Dysbiosis Malaria and Hypertension: The Mechanistic Links

Abstract

According to new research, dysbiosis is a crucial link between chronic non-communicable diseases and infectious diseases. This review examines how malaria-induced dysbiosis and hypertension may exacerbate gut dysbiosis and summarizes the current understanding of the mechanisms underlying this relationship. Reduced microbial diversity, fewer bacteria that produce short-chain fatty acids (SCFAs), and elevated levels of pro-hypertensive metabolites such as trimethylamine-N-oxide (TMAO) and lipopolysaccharides (LPS) are the hallmarks of dysbiosis in hypertension. These changes result in increased gut permeability, endothelial dysfunction, and systemic inflammation, all of which raise blood pressure.
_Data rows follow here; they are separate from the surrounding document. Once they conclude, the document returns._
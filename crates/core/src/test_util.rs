//! Shared fixtures for unit tests: a minimal single-page PDF writer and a
//! deterministic offline embedder standing in for the remote provider.

use crate::error::EmbeddingServiceError;
use crate::traits::Embedder;
use async_trait::async_trait;
use lopdf::content::{Content, Operation};
use lopdf::{dictionary, Document, Object, Stream};
use std::path::Path;

/// Writes a one-page PDF whose page text is `text`.
pub fn write_test_pdf(path: &Path, text: &str) {
    let mut doc = Document::with_version("1.5");
    let pages_id = doc.new_object_id();

    let font_id = doc.add_object(dictionary! {
        "Type" => "Font",
        "Subtype" => "Type1",
        "BaseFont" => "Courier",
    });
    let resources_id = doc.add_object(dictionary! {
        "Font" => dictionary! { "F1" => font_id },
    });

    let content = Content {
        operations: vec![
            Operation::new("BT", vec![]),
            Operation::new("Tf", vec!["F1".into(), 12.into()]),
            Operation::new("Td", vec![50.into(), 700.into()]),
            Operation::new("Tj", vec![Object::string_literal(text)]),
            Operation::new("ET", vec![]),
        ],
    };
    let content_id = doc.add_object(Stream::new(
        dictionary! {},
        content.encode().expect("encode page content"),
    ));

    let page_id = doc.add_object(dictionary! {
        "Type" => "Page",
        "Parent" => pages_id,
        "Contents" => content_id,
        "Resources" => resources_id,
        "MediaBox" => vec![0.into(), 0.into(), 595.into(), 842.into()],
    });
    doc.objects.insert(
        pages_id,
        Object::Dictionary(dictionary! {
            "Type" => "Pages",
            "Kids" => vec![page_id.into()],
            "Count" => 1,
        }),
    );

    let catalog_id = doc.add_object(dictionary! {
        "Type" => "Catalog",
        "Pages" => pages_id,
    });
    doc.trailer.set("Root", catalog_id);

    doc.save(path).expect("save test pdf");
}

/// Character-trigram hashing embedder. Deterministic, needs no network,
/// and keeps similar texts close enough for ranking assertions.
#[derive(Debug, Clone, Copy)]
pub struct HashingEmbedder {
    pub dimensions: usize,
}

impl Default for HashingEmbedder {
    fn default() -> Self {
        Self { dimensions: 64 }
    }
}

impl HashingEmbedder {
    fn embed_sync(&self, text: &str) -> Vec<f32> {
        let mut vector = vec![0f32; self.dimensions.max(1)];
        let lowered = text.to_lowercase();
        let chars: Vec<char> = lowered.chars().collect();

        if chars.is_empty() {
            return vector;
        }

        for window in chars.windows(3) {
            let token = window.iter().collect::<String>();
            let mut hash = 1469598103934665603u64;
            for byte in token.bytes() {
                hash ^= byte as u64;
                hash = hash.wrapping_mul(1099511628211);
            }
            let bucket = (hash % vector.len() as u64) as usize;
            vector[bucket] += 1.0;
        }

        let magnitude = vector.iter().map(|value| value * value).sum::<f32>().sqrt();
        if magnitude > 0.0 {
            for value in &mut vector {
                *value /= magnitude;
            }
        }

        vector
    }
}

#[async_trait]
impl Embedder for HashingEmbedder {
    fn dimensions(&self) -> usize {
        self.dimensions
    }

    async fn embed(&self, text: &str) -> Result<Vec<f32>, EmbeddingServiceError> {
        Ok(self.embed_sync(text))
    }

    async fn embed_batch(&self, texts: &[String]) -> Result<Vec<Vec<f32>>, EmbeddingServiceError> {
        Ok(texts.iter().map(|text| self.embed_sync(text)).collect())
    }
}
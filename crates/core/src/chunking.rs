use crate::error::LoadError;
use crate::models::{ChunkingOptions, DocChunk, DocumentFingerprint};
use sha2::{Digest, Sha256};

pub fn normalize_whitespace(text: &str) -> String {
    text.split_whitespace()
        .collect::<Vec<_>>()
        .join(" ")
        .replace('\u{a0}', " ")
}

fn validate(options: &ChunkingOptions) -> Result<(), LoadError> {
    if options.max_chars == 0 {
        return Err(LoadError::InvalidChunkConfig(
            "max_chars must be positive".to_string(),
        ));
    }
    if options.overlap_chars >= options.max_chars {
        return Err(LoadError::InvalidChunkConfig(format!(
            "overlap_chars {} must be smaller than max_chars {}",
            options.overlap_chars, options.max_chars
        )));
    }
    Ok(())
}

/// Splits text into spans of at most `max_chars` characters. Paragraphs are
/// accumulated until the cap; oversized paragraphs fall back to a sliding
/// character window with `overlap_chars` of overlap. Same input always
/// yields the same boundaries.
pub fn split_text(text: &str, options: &ChunkingOptions) -> Vec<String> {
    let paragraphs = text
        .split("\n\n")
        .map(|paragraph| paragraph.trim().replace('\t', " "))
        .filter(|paragraph| !paragraph.is_empty())
        .collect::<Vec<_>>();

    let mut grouped = Vec::new();
    let mut current = String::new();

    for paragraph in paragraphs {
        if current.is_empty() {
            current.push_str(&paragraph);
            continue;
        }

        if current.len() + paragraph.len() + 2 <= options.max_chars {
            current.push_str("\n\n");
            current.push_str(&paragraph);
        } else {
            grouped.push(std::mem::take(&mut current));
            current.push_str(&paragraph);
        }
    }

    if !current.is_empty() {
        grouped.push(current);
    }

    let mut chunks = Vec::new();
    for piece in grouped {
        if piece.chars().count() <= options.max_chars {
            chunks.push(piece);
            continue;
        }

        let chars: Vec<char> = piece.chars().collect();
        // Callers may bypass build_chunks' validation; keep the window
        // advancing even for a degenerate overlap.
        let step = options
            .max_chars
            .saturating_sub(options.overlap_chars)
            .max(1);
        let mut start = 0;
        while start < chars.len() {
            let end = (start + options.max_chars).min(chars.len());
            chunks.push(chars[start..end].iter().collect());
            if end == chars.len() {
                break;
            }
            start += step;
        }
    }

    chunks
}

/// Builds the chunks for one page, continuing the document-wide index at
/// `global_index`. Returns the chunks and the next free index.
pub fn build_chunks(
    document: &DocumentFingerprint,
    page: u32,
    page_text: &str,
    options: &ChunkingOptions,
    global_index: u64,
) -> Result<(Vec<DocChunk>, u64), LoadError> {
    validate(options)?;

    let mut chunks = Vec::new();
    let mut cursor = global_index;

    for text in split_text(page_text, options) {
        let chunk_id = make_chunk_id(&document.document_id, page, cursor, &text);
        chunks.push(DocChunk {
            chunk_id,
            document_id: document.document_id.clone(),
            source_path: document.source_path.clone(),
            page,
            chunk_index: cursor,
            text,
        });
        cursor = cursor.saturating_add(1);
    }

    Ok((chunks, cursor))
}

fn make_chunk_id(document_id: &str, page: u32, index: u64, text: &str) -> String {
    let mut hasher = Sha256::new();
    hasher.update(document_id.as_bytes());
    hasher.update(page.to_le_bytes());
    hasher.update(index.to_le_bytes());
    hasher.update(text.as_bytes());
    format!("{:x}", hasher.finalize())
}

#[cfg(test)]
mod tests {
    use super::*;

    fn fingerprint() -> DocumentFingerprint {
        DocumentFingerprint {
            document_id: "doc-1".to_string(),
            document_title: "Test".to_string(),
            source_path: "/tmp/test.pdf".to_string(),
            checksum: "checksum".to_string(),
            ingested_at: chrono::Utc::now(),
        }
    }

    #[test]
    fn whitespace_is_normalized() {
        let input = "A  \t  lot\nof   spacing";
        assert_eq!(normalize_whitespace(input), "A lot of spacing");
    }

    #[test]
    fn splitting_is_deterministic() {
        let options = ChunkingOptions {
            max_chars: 40,
            overlap_chars: 8,
        };
        let text = "First paragraph here.\n\nSecond paragraph, somewhat longer than the first one.";

        let first = split_text(text, &options);
        let second = split_text(text, &options);
        assert_eq!(first, second);
        assert!(!first.is_empty());
    }

    #[test]
    fn no_chunk_exceeds_max_chars() {
        let options = ChunkingOptions {
            max_chars: 25,
            overlap_chars: 5,
        };
        let text = "x".repeat(200);

        for chunk in split_text(&text, &options) {
            assert!(chunk.chars().count() <= options.max_chars);
        }
    }

    #[test]
    fn oversized_paragraph_windows_carry_overlap() {
        let options = ChunkingOptions {
            max_chars: 10,
            overlap_chars: 4,
        };
        let text = "abcdefghijklmnopqrstuvwxyz";

        let chunks = split_text(text, &options);
        assert!(chunks.len() > 1);
        assert!(chunks[0].ends_with("ghij"));
        assert!(chunks[1].starts_with("ghij"));
    }

    #[test]
    fn build_chunks_threads_the_global_index() {
        let options = ChunkingOptions {
            max_chars: 30,
            overlap_chars: 5,
        };
        let (chunks, next) = build_chunks(
            &fingerprint(),
            1,
            "One paragraph.\n\nAnother paragraph that keeps going for a while.",
            &options,
            7,
        )
        .expect("valid config");

        assert!(!chunks.is_empty());
        assert_eq!(chunks[0].chunk_index, 7);
        assert_eq!(next, 7 + chunks.len() as u64);
        assert_eq!(chunks[0].document_id, "doc-1");
    }

    #[test]
    fn degenerate_overlap_still_terminates() {
        let options = ChunkingOptions {
            max_chars: 4,
            overlap_chars: 9,
        };

        let chunks = split_text("abcdefghij", &options);
        assert!(!chunks.is_empty());
        for chunk in &chunks {
            assert!(chunk.chars().count() <= options.max_chars);
        }
        assert_eq!(chunks[0], "abcd");
        assert_eq!(chunks[1], "bcde");
    }

    #[test]
    fn overlap_must_stay_below_max() {
        let options = ChunkingOptions {
            max_chars: 10,
            overlap_chars: 10,
        };
        let error = build_chunks(&fingerprint(), 1, "text", &options, 0)
            .expect_err("overlap >= max must be rejected");
        assert!(matches!(error, LoadError::InvalidChunkConfig(_)));
    }
}
use epub_cleaner::load_config::{
    load_config, ENV_BUCKET, ENV_KEY_PREFIX, ENV_MAX_UPLOAD_MB, ENV_URL_EXPIRY_SECS,
};
use serial_test::serial;
use std::env;
use std::fs::write;
use std::time::Duration;
use tempfile::NamedTempFile;

fn clear_env() {
    for var in [ENV_BUCKET, ENV_MAX_UPLOAD_MB, ENV_URL_EXPIRY_SECS, ENV_KEY_PREFIX] {
        env::remove_var(var);
    }
}

fn yaml_file(content: &str) -> NamedTempFile {
    let file = NamedTempFile::new().expect("temp file");
    write(file.path(), content).unwrap();
    file
}

#[test]
#[serial]
fn test_env_only_uses_defaults() {
    clear_env();
    env::set_var(ENV_BUCKET, "books");

    let config = load_config(None).expect("Config should load from env");

    assert_eq!(config.bucket, "books");
    assert_eq!(config.max_upload_mb, 200);
    assert_eq!(config.max_upload_bytes(), 200 * 1024 * 1024);
    assert_eq!(config.url_expiry, Duration::from_secs(3600));
    assert_eq!(config.key_prefix, "uploads");
    clear_env();
}

#[test]
#[serial]
fn test_missing_bucket_is_an_error() {
    clear_env();

    let err = load_config(None).expect_err("Bucket is required");

    assert!(err.to_string().contains("S3_BUCKET"));
}

#[test]
#[serial]
fn test_yaml_supplies_settings() {
    clear_env();
    let file = yaml_file(
        "bucket: from-file\nmax_upload_mb: 50\nurl_expiry_secs: 600\nkey_prefix: cleaned\n",
    );

    let config = load_config(Some(file.path())).expect("Config should load from YAML");

    assert_eq!(config.bucket, "from-file");
    assert_eq!(config.max_upload_mb, 50);
    assert_eq!(config.url_expiry, Duration::from_secs(600));
    assert_eq!(config.key_prefix, "cleaned");
}

#[test]
#[serial]
fn test_env_overrides_yaml() {
    clear_env();
    let file = yaml_file("bucket: from-file\nmax_upload_mb: 50\nkey_prefix: cleaned\n");
    env::set_var(ENV_BUCKET, "from-env");
    env::set_var(ENV_MAX_UPLOAD_MB, "10");

    let config = load_config(Some(file.path())).expect("Config should load");

    assert_eq!(config.bucket, "from-env");
    assert_eq!(config.max_upload_mb, 10);
    assert_eq!(config.key_prefix, "cleaned");
    assert_eq!(config.url_expiry, Duration::from_secs(3600));
    clear_env();
}

#[test]
#[serial]
fn test_blank_env_falls_through_to_yaml() {
    clear_env();
    let file = yaml_file("bucket: from-file\n");
    env::set_var(ENV_BUCKET, "  ");

    let config = load_config(Some(file.path())).expect("Blank env is treated as unset");

    assert_eq!(config.bucket, "from-file");
    clear_env();
}

#[test]
#[serial]
fn test_invalid_integer_is_an_error() {
    clear_env();
    env::set_var(ENV_BUCKET, "books");
    env::set_var(ENV_MAX_UPLOAD_MB, "lots");

    let err = load_config(None).expect_err("Non-numeric size must fail");

    assert!(err.to_string().contains("MAX_FILE_SIZE_MB must be a valid integer"));
    clear_env();
}

#[test]
#[serial]
fn test_zero_upload_limit_is_an_error() {
    clear_env();
    env::set_var(ENV_BUCKET, "books");
    env::set_var(ENV_MAX_UPLOAD_MB, "0");

    assert!(load_config(None).is_err());
    clear_env();
}

#[test]
#[serial]
fn test_invalid_yaml_is_an_error() {
    clear_env();
    let file = yaml_file("bucket: [unterminated\n");

    let err = load_config(Some(file.path())).expect_err("Broken YAML must fail");

    assert!(err.to_string().contains("parse config YAML"));
}

#[test]
#[serial]
fn test_unknown_yaml_key_is_an_error() {
    clear_env();
    let file = yaml_file("bucket: books\nregion: eu-west-1\n");

    assert!(load_config(Some(file.path())).is_err());
}

#[test]
#[serial]
fn test_missing_file_is_an_error() {
    clear_env();
    env::set_var(ENV_BUCKET, "books");

    let err = load_config(Some(std::path::Path::new("/nonexistent/epub-cleaner.yaml")))
        .expect_err("Missing file must fail");

    assert!(err.to_string().contains("Failed to read config file"));
    clear_env();
}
At the same time, parasite toxins from Plasmodium infection cause severe gut dysbiosis (e.g., hemozoin), systemic inflammation (TNF-α, IFN-γ), and related malnutrition. This dysbiosis linked to Malaria weakens the integrity of the gut barrier and impairs immune regulation, resulting in a leaky gut and a pro-inflammatory phenotype. We proposed that the dysbiotic state brought on by acute or recurrent Malaria may act as a latent risk factor, setting up the host environment for the emergence of hypertension via persistent barrier dysfunction, impaired SCFA signaling, and prolonged inflammation. This intersection implies that novel approaches to reducing the risk of hypertension in malaria-endemic populations may involve microbiome-targeted interventions.